Pseudemoia rawlinsoni, also commonly known as the glossy grass skink and Rawlinson's window-eyed skink, is a species of lizard in the family Scincidae. The species is endemic to Australia.

Etymology
The specific name, rawlinsoni, is in honour of Australian herpetologist Peter Alan Rawlinson (1942–1991).

Geographic range
Native to southeastern Australia, P. rawlinsoni is found in New South Wales, South Australia, Tasmania, and Victoria.

Habitat
The preferred natural habitats of P. rawlinsoni are grassland and freshwater wetlands.

Reproduction
P. rawlinsoni is viviparous.

References

Further reading
Cogger HG (2014).
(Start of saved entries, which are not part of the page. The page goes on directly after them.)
// src/routes/health.rs
//! API health check endpoint for the datalogger backend.
//!
//! This module defines the `/health` route used by container orchestrators
//! and CI pipelines to verify that the service is running. It is a sibling
//! module in the `routes` directory and follows the Explicit Module Boundary
//! Pattern (EMBP):
//! - Internal to this file: endpoint handler(s) and related types
//! - Exports to the gateway (`mod.rs`): a subrouter containing the `/health` route

use std::sync::Arc;

use axum::{extract::State, routing::get, Json, Router};
use serde::Serialize;

use crate::RecordStore;

/// JSON response body for the `/health` endpoint.
#[derive(Serialize)]
struct HealthResponse {
    status: &'static str,
    /// Rows in the snapshot currently being served.
    readings: usize,
}

/// Handle `GET /health`.
///
/// Reports the size of the in-memory snapshot; never touches the disk.
async fn health(State(store): State<Arc<RecordStore>>) -> Json<HealthResponse> {
    Json(HealthResponse {
        status: "ok",
        readings: store.snapshot().len(),
    })
}

/// Create a subrouter containing the `/health` route.
pub fn router() -> Router<Arc<RecordStore>> {
    Router::new().route("/health", get(health))
}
Reptiles and Amphibians of Australia, Seventh Edition. Clayton, Victoria, Australia: CSIRO Publishing. xxx + 1,033 pp. .
Hutchinson MN, Donnellan SC (1988). "A new species of scincid lizard related to Leiolopisma entrecasteauxii, from southeastern Australia". Transactions of the Royal Society of South Australia 112 (4): 143–151. (Leiolopisma rawlinsoni, new species).
Hutchinson MN, Donnellan SC, Baverstock PR, Krieg M, Simms S, Burgin S (1990). "Immunological Relationships and Generic Revision of the Australian Lizards Assigned to the Genus Leiolopisma (Scincidae, Lygosominae)". Australian Journal of Zoology 38 (5): 535–554. (Pseudemoia rawlinsoni, new combination).
Wilson S, Swan G (2013). A Complete Guide to Reptiles of Australia, Fourth Edition. Sydney: New Holland Publishers. 522 pp. .

Pseudemoia
Reptiles described in 1988
Skinks of Australia
Endemic fauna of Australia
Taxa named by Mark Norman Hutchinson
Taxa named by Steve Donnellan (scientist)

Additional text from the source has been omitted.